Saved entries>

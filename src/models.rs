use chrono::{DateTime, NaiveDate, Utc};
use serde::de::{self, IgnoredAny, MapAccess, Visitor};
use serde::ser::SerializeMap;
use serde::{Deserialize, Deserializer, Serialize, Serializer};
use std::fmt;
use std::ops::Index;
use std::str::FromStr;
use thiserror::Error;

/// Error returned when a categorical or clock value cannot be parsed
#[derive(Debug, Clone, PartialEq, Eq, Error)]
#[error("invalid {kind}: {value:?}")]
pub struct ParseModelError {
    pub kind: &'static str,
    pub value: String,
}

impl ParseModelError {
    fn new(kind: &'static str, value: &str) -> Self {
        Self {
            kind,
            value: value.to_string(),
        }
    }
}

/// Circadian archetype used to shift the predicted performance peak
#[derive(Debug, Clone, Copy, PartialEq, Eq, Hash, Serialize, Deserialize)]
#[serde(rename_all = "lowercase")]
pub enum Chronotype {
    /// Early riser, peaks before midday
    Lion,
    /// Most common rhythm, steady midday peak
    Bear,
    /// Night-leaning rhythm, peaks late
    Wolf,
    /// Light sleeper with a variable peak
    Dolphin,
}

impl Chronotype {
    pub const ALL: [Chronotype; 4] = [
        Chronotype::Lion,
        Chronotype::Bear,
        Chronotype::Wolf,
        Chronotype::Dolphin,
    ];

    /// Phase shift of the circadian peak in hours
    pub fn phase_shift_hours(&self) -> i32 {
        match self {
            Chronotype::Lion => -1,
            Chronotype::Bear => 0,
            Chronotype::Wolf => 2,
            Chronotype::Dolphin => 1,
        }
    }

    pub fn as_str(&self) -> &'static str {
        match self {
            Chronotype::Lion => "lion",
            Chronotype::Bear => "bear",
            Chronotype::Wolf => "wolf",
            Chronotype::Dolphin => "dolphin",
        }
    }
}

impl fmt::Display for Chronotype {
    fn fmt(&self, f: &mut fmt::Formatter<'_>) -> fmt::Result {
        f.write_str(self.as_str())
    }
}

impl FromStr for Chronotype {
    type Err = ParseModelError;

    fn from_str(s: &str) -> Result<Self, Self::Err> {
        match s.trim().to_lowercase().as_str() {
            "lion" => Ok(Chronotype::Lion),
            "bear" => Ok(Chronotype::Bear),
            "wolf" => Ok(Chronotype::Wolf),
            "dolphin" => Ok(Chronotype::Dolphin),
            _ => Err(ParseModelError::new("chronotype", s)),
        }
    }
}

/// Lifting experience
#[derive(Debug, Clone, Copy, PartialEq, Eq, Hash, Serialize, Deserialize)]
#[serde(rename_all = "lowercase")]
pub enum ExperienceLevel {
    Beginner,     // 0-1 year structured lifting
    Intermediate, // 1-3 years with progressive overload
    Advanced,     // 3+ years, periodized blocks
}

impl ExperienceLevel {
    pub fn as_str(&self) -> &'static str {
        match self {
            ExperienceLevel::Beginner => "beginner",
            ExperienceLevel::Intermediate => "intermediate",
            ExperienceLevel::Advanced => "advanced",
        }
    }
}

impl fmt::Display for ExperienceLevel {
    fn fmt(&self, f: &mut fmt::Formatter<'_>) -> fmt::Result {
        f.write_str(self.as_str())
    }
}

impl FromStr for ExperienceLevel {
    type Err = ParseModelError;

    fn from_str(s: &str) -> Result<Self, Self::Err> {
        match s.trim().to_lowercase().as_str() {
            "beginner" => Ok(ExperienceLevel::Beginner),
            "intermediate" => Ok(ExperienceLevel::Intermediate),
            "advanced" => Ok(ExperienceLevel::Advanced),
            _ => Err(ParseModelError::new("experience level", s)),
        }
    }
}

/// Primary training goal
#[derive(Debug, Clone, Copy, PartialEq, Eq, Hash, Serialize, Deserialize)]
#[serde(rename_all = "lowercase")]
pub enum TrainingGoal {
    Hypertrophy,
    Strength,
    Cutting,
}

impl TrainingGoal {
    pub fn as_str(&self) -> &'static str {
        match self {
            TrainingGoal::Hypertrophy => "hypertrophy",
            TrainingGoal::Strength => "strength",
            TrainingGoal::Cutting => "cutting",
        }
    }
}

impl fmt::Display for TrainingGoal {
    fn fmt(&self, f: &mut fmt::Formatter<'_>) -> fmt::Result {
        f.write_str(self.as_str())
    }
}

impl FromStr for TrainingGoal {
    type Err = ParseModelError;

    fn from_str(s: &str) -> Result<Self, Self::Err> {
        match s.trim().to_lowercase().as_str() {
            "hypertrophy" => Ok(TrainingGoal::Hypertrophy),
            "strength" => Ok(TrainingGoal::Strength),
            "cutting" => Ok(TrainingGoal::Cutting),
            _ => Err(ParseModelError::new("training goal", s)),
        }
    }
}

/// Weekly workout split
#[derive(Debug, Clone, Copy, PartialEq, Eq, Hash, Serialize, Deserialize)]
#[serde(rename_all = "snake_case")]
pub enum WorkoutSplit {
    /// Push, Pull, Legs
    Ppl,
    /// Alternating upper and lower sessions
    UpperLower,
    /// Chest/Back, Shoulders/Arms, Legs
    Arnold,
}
--
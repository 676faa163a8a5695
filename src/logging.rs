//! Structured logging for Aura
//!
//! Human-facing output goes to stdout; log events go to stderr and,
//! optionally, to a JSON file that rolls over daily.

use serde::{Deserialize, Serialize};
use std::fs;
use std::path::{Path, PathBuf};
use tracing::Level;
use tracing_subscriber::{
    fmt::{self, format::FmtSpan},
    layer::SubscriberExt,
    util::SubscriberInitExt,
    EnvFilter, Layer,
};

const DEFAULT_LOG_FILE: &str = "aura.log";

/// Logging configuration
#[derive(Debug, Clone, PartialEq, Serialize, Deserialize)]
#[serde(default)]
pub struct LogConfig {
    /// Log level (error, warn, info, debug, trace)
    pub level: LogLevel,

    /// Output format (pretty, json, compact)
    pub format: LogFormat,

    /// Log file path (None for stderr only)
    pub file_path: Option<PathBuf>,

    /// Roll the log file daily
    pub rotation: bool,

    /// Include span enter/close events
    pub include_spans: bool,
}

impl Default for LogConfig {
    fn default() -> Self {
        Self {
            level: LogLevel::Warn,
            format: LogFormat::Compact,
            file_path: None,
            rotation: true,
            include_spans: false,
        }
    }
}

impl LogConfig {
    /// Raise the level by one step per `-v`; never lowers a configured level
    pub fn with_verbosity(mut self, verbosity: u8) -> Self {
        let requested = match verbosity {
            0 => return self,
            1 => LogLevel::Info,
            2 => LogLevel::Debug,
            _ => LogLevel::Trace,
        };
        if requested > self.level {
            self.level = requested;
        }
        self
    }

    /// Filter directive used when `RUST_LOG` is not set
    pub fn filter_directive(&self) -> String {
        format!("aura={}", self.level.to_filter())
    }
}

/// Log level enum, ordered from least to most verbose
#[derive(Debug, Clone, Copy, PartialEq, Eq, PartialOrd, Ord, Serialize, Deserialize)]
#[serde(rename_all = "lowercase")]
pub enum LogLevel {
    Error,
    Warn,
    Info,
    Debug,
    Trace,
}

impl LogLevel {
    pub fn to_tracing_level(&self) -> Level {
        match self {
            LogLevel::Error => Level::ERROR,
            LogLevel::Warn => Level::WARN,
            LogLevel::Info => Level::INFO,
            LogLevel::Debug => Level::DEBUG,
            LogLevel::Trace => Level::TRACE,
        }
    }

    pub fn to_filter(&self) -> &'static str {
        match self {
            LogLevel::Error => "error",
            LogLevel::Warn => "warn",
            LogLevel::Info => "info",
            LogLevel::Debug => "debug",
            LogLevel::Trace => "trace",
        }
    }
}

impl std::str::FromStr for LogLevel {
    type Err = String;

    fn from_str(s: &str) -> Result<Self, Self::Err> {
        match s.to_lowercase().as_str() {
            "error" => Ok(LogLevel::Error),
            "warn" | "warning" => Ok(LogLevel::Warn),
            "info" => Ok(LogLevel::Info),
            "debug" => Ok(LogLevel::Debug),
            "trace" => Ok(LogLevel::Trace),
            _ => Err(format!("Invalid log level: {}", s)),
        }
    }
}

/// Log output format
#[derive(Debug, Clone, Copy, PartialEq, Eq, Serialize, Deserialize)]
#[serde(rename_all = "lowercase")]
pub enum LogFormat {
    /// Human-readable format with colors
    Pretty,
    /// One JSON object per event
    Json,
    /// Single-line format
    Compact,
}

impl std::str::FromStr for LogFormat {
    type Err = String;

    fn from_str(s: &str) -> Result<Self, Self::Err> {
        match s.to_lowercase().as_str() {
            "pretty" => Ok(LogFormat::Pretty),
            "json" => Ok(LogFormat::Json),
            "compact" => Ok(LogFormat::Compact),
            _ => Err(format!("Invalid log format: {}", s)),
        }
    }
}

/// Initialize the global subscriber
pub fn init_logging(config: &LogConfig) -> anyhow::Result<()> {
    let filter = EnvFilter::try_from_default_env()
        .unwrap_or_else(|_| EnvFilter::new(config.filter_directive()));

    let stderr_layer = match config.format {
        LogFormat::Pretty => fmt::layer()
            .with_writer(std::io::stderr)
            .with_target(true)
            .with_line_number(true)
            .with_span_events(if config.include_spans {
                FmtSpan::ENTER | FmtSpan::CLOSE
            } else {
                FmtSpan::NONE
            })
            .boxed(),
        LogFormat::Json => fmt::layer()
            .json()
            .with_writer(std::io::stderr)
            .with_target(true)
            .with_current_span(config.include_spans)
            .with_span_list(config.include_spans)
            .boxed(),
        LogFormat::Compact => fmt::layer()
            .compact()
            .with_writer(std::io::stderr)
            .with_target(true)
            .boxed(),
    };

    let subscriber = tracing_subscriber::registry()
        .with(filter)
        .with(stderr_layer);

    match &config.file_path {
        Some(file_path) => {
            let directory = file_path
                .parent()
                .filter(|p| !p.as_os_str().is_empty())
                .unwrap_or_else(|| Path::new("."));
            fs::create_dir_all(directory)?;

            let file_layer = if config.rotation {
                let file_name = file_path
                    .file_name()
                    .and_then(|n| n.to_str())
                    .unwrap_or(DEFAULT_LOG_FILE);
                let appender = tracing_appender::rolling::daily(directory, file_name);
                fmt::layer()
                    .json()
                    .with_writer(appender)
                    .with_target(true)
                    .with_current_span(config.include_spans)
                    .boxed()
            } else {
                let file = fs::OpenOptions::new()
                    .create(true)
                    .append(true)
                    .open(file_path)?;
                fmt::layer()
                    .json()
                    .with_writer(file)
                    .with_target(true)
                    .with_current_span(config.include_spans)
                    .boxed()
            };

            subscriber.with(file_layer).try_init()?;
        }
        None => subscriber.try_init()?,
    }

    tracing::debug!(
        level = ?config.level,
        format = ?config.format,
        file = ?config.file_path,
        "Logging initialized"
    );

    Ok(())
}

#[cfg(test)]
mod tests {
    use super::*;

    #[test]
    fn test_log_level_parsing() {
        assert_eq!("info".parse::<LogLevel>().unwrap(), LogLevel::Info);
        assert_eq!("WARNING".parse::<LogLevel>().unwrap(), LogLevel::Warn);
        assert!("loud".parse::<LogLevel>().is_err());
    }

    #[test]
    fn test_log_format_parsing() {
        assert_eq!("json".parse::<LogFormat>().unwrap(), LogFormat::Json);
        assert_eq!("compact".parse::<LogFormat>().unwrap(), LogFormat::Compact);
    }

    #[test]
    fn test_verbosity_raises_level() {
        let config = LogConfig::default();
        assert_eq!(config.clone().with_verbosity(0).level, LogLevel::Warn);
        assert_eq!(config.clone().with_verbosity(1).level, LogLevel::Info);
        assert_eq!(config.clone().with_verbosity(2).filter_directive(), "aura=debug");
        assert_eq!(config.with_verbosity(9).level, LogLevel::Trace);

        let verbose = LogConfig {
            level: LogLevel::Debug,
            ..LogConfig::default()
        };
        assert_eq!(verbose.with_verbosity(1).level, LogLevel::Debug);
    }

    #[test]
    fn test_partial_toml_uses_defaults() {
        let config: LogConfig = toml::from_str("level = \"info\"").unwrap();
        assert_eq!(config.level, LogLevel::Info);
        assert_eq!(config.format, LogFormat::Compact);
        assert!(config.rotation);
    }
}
==
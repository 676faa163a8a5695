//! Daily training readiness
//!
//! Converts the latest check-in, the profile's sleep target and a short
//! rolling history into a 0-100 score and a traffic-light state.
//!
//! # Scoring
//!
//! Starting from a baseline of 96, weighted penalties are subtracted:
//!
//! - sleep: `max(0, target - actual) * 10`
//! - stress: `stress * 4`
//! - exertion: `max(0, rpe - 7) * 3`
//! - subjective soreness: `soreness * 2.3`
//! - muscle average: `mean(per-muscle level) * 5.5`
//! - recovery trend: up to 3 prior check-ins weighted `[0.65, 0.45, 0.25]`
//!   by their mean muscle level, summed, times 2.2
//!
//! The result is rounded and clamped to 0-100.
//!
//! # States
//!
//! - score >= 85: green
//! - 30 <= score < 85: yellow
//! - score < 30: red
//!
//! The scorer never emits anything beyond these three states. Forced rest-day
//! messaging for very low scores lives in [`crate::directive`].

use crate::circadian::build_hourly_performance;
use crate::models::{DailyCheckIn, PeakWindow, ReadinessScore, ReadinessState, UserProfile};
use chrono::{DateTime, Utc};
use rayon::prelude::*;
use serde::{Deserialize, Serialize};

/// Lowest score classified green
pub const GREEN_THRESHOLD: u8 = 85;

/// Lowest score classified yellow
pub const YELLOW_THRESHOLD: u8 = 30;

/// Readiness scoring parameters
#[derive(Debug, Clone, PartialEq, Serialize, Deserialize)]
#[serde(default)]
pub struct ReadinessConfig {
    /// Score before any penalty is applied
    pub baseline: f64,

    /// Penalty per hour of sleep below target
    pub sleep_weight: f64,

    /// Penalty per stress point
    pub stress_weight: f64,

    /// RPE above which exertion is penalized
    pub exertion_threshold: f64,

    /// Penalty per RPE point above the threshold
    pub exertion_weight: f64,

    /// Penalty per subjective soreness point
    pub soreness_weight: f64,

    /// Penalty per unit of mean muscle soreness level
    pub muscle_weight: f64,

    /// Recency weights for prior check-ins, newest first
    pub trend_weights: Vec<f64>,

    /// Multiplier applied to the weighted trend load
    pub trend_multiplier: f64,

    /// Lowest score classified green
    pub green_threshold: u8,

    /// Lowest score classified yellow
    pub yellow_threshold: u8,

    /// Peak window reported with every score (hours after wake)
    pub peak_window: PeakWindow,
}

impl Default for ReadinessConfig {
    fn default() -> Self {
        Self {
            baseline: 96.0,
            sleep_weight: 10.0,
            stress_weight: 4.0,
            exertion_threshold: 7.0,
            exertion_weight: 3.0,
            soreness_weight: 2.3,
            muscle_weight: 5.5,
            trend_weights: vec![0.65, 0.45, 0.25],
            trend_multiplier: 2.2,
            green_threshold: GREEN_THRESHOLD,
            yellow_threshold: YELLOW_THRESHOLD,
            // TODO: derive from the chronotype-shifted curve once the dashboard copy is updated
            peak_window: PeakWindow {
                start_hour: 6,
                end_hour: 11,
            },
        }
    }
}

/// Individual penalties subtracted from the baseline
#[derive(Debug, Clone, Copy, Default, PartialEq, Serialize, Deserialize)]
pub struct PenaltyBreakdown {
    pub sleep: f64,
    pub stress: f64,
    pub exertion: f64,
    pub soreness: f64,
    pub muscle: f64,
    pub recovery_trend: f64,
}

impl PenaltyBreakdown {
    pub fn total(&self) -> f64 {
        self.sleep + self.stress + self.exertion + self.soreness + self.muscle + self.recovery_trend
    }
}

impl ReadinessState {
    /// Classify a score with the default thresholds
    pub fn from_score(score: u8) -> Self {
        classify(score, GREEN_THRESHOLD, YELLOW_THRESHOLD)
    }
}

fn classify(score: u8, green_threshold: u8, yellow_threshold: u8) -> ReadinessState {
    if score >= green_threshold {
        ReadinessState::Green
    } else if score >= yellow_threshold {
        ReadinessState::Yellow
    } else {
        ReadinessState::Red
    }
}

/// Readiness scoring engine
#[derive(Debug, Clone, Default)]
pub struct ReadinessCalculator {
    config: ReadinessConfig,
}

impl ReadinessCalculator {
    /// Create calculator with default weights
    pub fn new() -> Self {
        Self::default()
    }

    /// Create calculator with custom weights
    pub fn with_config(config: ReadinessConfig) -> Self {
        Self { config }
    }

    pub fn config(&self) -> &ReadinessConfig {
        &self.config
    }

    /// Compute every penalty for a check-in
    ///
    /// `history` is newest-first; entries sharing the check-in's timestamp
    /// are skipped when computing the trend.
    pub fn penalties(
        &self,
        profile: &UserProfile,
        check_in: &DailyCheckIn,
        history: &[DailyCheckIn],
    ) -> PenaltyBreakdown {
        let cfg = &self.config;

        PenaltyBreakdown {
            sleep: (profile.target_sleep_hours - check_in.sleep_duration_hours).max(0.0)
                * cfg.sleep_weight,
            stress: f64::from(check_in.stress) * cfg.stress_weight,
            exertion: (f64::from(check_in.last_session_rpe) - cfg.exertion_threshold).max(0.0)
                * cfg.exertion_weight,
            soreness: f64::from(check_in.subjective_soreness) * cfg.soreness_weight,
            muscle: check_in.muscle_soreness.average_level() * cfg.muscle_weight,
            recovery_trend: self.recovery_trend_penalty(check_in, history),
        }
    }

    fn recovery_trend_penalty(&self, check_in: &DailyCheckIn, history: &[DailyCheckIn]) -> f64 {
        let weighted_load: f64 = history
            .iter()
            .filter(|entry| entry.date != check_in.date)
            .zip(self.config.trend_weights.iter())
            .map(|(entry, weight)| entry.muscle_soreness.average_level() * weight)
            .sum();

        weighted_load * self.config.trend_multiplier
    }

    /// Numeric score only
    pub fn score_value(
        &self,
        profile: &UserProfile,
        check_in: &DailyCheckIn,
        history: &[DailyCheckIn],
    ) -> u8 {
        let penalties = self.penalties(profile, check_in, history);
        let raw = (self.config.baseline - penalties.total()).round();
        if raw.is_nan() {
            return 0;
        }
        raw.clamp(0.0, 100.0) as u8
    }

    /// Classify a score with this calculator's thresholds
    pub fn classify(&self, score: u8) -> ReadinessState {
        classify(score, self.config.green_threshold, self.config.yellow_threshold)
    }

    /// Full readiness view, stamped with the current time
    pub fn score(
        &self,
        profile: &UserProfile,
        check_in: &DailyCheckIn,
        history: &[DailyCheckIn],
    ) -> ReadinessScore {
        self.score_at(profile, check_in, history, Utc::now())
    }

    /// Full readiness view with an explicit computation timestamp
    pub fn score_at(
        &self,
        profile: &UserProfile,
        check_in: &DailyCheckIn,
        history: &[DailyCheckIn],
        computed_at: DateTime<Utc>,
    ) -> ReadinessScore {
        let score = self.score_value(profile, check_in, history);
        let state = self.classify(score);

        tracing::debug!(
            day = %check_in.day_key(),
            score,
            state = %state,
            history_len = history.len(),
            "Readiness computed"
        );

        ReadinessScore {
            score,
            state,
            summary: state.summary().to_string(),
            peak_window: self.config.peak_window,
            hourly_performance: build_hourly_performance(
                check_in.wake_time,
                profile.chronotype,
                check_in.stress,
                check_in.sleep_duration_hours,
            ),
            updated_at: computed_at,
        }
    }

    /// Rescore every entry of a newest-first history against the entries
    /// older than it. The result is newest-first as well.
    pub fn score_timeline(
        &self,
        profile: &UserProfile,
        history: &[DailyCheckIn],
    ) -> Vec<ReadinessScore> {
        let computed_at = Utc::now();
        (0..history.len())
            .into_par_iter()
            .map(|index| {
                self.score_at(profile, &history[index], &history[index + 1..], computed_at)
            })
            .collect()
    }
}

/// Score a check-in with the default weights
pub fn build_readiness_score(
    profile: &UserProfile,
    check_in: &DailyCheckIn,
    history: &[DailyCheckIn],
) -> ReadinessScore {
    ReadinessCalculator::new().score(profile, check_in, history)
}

The problem> Every line above that carries the string "Strength" should be copied.

Answer to this exercise>
    Strength,
            TrainingGoal::Strength => "strength",
            "strength" => Ok(TrainingGoal::Strength),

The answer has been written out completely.